İstediğiniz kadar kıvırcık , domates, biber, roka, maydanoz, tereotu, taze soğan ve arzu ettiğiniz tüm yeşillikleri itinayla doğrayıp bir derin kaseye doldurunuz. Herkes aynı şekilde yapar salatayı öyle değil mi? Benim salatamın sırrı şudur:
Eğer bir yeşil salata yapıyorsanız, mevsim sebzeleriyle renlendirilen salatanızın, limonunu eli bol'a, zeytinyağını cimri'ye koydurunuz. Ama asıl benim salatamın büyük sırrı şurdadır. Eğer benim salatam gibi fevkaladenin fevkinde bir salata yapmak istiyorsanız: "Lütfen salatanızı bir deliye karıştırınız yada bir deli gibi karıştırınız!" Eğer sadece üzerine döküp bırakırsanız yağını, limonunu ve tuzunu, onlar öylece havada kalırlar. Oysa bir deli çılgınca karıştırırsa, herbiri aşk ile birbiriyle hemhal olurlar. Eee sevgi ile yapılan bu işleme, bir tutam şefkat iki tutam da ilginizi katarsanız, muhteşem bir salata yaparsınız! Deneyin... Salatanın tadını alacaksınız!

7 yorum:

  1. Yazıyı okuyunca aklıma eskiden yazın gelişini evde yapılan ilk menemenle anladığım çocukluk günlerim geldi. Tavada kızan yağın üzerine ilave edilen taze sivri biberin kokusu, arkasından eklenen domates... Menemen = Yaz demekti benim için o zamanlar. Malesef şimdiki sivri biberlerde o kokuyu hiç alamıyorum :(

    YanıtlaSil
  2. Ne güzel anlatmışsın Vildancığım. Bir ekleme de benden olsun. Nerden geliyor bu isim biliyormusun. Salata ya. Adı üstünde.
    Sallamaktan.
    Salla-At. Sallaat. Böyle derken derken Salata denmiş kolay tarafından. Yani adını lezzetindeki sırdan almış.
    Sevgiler.

    YanıtlaSil
  3. bana göre harika olmuş salata tabi üzerine birazda nar ekşisi veya balzamik üfff nefis neyse... Afiyet olsun iyi bayramlar

    YanıtlaSil
  4. Sevgili Adsız.. Yoo.. Benim tarifimle salata yapacaksanız, bu salataya nar ekşisi ve balzamik lütfen eklemeyiniz.. Ama isterseniz limonu az tutup, balzamik değil de bizim usul bir sirke ilave edebilirsiniz..

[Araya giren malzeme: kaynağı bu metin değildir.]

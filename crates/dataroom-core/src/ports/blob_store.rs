//! Blob store port (driven/secondary port)
//!
//! Physical file bytes live behind this interface under opaque keys. The
//! remote store decides the keys; the blob store only stores, copies,
//! deletes and hands out time-limited retrieval URLs.

use std::time::Duration;

use crate::domain::errors::StoreError;

/// Port trait for opaque byte storage
///
/// All failures are reported as [`StoreError::Storage`] (or
/// [`StoreError::NotFound`] for a missing key).
#[async_trait::async_trait]
pub trait IBlobStore: Send + Sync {
    /// Stores `data` under `key`, replacing any existing blob
    async fn put(&self, key: &str, data: &[u8]) -> Result<(), StoreError>;

    /// Reads the blob stored under `key`
    async fn get(&self, key: &str) -> Result<Vec<u8>, StoreError>;

    /// Copies the blob at `from` to `to`
    async fn copy(&self, from: &str, to: &str) -> Result<(), StoreError>;

    /// Removes the blob at `key`
    async fn delete(&self, key: &str) -> Result<(), StoreError>;

    /// Returns a URL granting read access to `key` for `ttl`
    async fn signed_url(&self, key: &str, ttl: Duration) -> Result<String, StoreError>;
}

    Bakın illa nar ekşisi ve balzamik kullanacağım derseniz.. Çoban salata yapın lütfen.. Hem de gavurdağı cinsinden.. Domatesleri, biberleri, soğanları, salatalık, maydanoz vs.. minik minik doğrayacaksınız.. Bu salataya kıvırcık koymayacaksınız.. Bol nar ekşisi, balzamik.. Biraz yağ ve limon.. Doğradığınız nebatın üstüne bu ekşili karışımı boşaltacaksınız.. Sonra gene deli gibi karıştıracaksınız.. Azıcık bekleyin ama olur mu? Hemen yemeyin ki domatesler de suyunu salsın.. Salata iyice sulansın.. Sonra bu salatayı çatalla değil ama kaşıkla ağzınıza atacaksınız.. Sulu sulu.. Of.. Nar ekşili.. Şahane olur vallahi.. Amaaa nar ekşisini ve balzamiği koymayın lütfen benim tarif ettiğim salataya olur mu? Afiyet olsun:)

    YanıtlaSil
  5. Sevgili Curious Global Cat, ne güzel anlatmışsınız. Haklısınız.. Menemen=Yaz demekti bizler için:)
    Yoo.. Koklamaktan vazgeçmeyin olur mu? Şimdi gene az da olsa koku alıyoruz.. Korkuyorum ilerde meyve sebzelerin hiç kokularını alamayacağız:(
    Sevgiler..

    YanıtlaSil
  6. Demek salatanın adı sallamaktan geliyor öyle mi Dilekcim? Bunu öğrendiğim iyi oldu.. Ben salatayı deli gibi karıştırırken bana tuhafmışım gibi bakanlara söyleyecek bir çift sözüm var artık:)
    Teşekkür ederim. Sevgiler..

    YanıtlaSil
  7. daha geçenlerde anneme "şimdiki çocuklar hangi meyve, hangi sebze kışa ait; hangisi yaza bilmiyorlar. hepsini de her mevsim görüyorlar" diye şikayet ediyordum. dediğiniz gibi, önceden hepsinin kokusu vardı. tat almak koku ile de ilgili ne de olsa. şimdi eski tadı kalmadı desek pek de yalan olmaz.